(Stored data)
'''
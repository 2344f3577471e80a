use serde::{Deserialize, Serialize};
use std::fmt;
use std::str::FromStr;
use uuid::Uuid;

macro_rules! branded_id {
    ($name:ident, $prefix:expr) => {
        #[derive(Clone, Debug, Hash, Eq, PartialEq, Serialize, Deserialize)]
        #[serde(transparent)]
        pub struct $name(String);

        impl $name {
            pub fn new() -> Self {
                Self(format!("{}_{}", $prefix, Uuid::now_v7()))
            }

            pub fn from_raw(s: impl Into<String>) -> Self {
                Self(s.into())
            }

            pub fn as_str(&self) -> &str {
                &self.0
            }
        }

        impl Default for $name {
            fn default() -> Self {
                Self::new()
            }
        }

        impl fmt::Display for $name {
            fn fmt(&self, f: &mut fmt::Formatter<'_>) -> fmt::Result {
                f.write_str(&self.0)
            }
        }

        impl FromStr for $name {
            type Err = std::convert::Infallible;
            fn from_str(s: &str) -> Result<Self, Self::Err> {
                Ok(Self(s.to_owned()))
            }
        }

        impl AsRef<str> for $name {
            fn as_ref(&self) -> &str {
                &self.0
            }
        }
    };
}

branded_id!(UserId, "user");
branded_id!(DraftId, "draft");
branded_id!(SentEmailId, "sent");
'''
'''
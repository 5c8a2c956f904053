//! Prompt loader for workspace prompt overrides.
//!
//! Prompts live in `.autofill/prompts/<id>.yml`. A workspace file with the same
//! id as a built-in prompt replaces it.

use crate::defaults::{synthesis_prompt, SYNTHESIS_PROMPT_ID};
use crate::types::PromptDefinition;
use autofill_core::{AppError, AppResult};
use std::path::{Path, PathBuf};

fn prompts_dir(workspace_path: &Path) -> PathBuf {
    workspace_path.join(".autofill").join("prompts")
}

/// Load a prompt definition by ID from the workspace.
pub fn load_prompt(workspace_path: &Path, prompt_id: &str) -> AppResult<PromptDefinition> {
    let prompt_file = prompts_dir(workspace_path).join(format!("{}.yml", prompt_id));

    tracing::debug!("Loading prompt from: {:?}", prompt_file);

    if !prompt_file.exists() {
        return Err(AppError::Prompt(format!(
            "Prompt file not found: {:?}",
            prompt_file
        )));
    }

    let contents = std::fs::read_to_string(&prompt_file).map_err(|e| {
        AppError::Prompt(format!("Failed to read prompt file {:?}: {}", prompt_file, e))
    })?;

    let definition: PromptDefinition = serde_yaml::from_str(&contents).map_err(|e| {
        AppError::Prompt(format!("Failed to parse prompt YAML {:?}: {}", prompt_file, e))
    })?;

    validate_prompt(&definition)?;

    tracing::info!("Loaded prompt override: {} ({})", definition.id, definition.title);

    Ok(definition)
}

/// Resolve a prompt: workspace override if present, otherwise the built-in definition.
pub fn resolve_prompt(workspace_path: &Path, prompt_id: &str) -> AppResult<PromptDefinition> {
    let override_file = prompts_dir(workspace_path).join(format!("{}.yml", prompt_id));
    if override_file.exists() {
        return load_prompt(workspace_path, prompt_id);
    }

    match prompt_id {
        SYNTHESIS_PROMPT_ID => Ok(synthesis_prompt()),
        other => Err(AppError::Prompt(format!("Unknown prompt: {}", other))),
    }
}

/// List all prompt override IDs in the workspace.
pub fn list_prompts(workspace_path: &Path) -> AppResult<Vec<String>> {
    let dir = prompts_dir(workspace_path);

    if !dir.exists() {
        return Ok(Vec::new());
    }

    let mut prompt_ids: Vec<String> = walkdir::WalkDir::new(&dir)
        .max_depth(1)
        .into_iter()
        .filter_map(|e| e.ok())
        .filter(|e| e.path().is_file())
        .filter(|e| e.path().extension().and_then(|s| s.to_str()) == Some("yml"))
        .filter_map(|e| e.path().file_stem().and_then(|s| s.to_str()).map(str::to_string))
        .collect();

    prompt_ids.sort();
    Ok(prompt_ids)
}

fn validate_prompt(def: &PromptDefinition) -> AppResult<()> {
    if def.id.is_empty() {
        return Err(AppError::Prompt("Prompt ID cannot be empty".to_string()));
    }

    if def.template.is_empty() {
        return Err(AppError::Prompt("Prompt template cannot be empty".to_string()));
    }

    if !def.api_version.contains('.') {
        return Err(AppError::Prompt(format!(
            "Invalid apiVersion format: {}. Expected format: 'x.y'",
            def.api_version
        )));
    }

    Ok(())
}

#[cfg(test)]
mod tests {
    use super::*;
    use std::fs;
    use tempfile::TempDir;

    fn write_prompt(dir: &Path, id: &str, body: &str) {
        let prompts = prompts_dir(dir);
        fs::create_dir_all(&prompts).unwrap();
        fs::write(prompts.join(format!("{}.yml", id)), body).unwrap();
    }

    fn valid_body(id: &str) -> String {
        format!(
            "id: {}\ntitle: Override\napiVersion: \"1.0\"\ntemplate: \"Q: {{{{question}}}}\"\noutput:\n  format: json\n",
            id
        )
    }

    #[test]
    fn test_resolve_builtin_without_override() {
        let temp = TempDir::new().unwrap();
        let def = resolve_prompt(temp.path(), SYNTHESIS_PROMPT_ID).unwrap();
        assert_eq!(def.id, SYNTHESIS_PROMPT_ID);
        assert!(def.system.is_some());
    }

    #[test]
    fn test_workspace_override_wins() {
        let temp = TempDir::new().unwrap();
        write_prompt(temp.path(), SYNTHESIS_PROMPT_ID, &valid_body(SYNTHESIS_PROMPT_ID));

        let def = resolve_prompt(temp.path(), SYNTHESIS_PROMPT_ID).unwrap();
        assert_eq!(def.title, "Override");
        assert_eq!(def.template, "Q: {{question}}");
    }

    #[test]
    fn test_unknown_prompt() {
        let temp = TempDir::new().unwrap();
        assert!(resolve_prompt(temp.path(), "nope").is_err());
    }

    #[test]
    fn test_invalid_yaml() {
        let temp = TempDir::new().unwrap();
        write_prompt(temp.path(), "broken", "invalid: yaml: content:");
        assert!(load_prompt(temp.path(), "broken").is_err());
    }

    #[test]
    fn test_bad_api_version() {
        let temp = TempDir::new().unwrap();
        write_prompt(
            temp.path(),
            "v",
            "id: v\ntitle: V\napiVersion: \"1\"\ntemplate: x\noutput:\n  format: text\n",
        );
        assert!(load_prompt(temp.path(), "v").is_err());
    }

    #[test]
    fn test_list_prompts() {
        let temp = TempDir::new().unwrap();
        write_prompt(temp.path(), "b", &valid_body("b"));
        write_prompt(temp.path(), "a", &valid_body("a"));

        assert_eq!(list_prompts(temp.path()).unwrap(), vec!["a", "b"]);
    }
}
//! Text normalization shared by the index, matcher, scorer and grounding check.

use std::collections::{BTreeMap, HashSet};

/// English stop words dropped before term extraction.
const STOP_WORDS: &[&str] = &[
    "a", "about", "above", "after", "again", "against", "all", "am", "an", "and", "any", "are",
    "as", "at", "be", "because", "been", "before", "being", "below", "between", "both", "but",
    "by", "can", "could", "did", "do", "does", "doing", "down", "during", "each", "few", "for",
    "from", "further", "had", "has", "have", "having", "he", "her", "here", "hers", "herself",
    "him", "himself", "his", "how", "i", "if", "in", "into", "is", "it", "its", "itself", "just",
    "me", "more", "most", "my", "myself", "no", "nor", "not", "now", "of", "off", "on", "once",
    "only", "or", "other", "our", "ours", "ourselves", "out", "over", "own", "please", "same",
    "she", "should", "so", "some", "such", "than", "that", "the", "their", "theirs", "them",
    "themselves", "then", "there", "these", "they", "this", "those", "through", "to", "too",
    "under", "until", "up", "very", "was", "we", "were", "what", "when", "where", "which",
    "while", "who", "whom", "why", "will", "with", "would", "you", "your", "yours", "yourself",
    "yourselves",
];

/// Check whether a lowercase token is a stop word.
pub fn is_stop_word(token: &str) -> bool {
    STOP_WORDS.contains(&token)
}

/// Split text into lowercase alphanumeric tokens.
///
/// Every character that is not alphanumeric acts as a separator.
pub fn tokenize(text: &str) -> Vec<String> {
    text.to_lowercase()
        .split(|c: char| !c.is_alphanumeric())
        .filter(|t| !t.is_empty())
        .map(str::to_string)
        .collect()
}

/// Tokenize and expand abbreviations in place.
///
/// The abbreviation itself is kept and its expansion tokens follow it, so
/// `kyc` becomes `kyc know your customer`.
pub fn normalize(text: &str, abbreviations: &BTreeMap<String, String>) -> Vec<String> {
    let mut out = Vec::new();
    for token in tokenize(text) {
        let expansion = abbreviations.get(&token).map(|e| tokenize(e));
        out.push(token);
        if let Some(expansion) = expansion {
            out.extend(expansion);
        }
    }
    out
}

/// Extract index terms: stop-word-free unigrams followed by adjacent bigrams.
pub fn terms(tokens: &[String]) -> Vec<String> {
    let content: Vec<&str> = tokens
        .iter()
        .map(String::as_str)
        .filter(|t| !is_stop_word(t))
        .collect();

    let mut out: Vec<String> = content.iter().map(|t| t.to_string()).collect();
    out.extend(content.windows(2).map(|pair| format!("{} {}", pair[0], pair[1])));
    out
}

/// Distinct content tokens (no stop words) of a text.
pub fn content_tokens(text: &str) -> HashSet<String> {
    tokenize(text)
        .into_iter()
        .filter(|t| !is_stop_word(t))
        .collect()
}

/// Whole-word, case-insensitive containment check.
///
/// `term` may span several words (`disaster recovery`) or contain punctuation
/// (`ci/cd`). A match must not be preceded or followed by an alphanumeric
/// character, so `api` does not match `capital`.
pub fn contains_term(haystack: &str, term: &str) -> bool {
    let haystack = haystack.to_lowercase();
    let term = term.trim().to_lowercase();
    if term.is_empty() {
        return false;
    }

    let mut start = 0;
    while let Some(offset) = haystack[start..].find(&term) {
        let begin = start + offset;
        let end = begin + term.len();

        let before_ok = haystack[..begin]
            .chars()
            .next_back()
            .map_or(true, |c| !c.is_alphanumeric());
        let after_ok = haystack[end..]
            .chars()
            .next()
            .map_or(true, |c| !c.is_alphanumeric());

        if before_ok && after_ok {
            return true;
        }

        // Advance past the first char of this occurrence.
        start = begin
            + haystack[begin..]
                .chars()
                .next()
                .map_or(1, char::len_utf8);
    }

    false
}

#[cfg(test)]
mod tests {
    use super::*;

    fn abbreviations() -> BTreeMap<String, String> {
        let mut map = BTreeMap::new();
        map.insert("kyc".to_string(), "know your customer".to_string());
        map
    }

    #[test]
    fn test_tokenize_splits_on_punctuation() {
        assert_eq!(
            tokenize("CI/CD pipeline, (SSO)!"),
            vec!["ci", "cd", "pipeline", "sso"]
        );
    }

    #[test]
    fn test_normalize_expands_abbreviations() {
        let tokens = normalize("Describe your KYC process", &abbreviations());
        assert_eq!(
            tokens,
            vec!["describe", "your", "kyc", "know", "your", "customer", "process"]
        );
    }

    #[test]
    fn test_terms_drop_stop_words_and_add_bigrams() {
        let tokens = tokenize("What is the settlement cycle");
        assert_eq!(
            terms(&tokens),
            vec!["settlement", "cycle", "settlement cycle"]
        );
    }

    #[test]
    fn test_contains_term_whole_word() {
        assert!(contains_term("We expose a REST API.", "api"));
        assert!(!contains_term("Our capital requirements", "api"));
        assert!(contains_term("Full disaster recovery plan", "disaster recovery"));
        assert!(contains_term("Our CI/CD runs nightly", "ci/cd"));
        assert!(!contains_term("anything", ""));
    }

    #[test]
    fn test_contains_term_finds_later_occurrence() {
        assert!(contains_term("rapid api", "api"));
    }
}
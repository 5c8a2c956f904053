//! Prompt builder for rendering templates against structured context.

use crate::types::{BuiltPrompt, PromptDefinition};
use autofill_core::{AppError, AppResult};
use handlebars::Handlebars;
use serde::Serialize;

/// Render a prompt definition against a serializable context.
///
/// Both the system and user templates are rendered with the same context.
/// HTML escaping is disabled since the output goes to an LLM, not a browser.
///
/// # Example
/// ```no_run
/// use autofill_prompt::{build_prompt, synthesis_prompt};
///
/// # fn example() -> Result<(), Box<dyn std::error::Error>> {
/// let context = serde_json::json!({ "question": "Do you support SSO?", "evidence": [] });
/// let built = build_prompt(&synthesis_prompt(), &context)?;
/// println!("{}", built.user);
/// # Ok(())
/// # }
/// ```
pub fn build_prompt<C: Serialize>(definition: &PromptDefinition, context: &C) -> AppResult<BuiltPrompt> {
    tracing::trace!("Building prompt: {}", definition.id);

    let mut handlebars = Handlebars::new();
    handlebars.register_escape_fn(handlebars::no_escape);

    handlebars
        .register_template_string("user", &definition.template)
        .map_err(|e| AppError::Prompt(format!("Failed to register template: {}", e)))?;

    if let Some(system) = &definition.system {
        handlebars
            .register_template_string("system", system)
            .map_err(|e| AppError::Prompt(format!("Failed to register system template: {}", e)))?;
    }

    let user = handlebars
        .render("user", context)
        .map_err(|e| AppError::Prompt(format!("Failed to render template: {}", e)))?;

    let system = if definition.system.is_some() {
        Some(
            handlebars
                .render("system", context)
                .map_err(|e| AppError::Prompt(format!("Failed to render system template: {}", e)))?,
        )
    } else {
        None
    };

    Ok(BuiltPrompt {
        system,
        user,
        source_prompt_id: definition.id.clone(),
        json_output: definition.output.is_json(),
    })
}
'''
## WHAT THE EXERCISE ASKS
Copy every line above that holds the word "HashSet".

## ANSWER SPACE
use std::collections::{BTreeMap, HashSet};
pub fn content_tokens(text: &str) -> HashSet<String> {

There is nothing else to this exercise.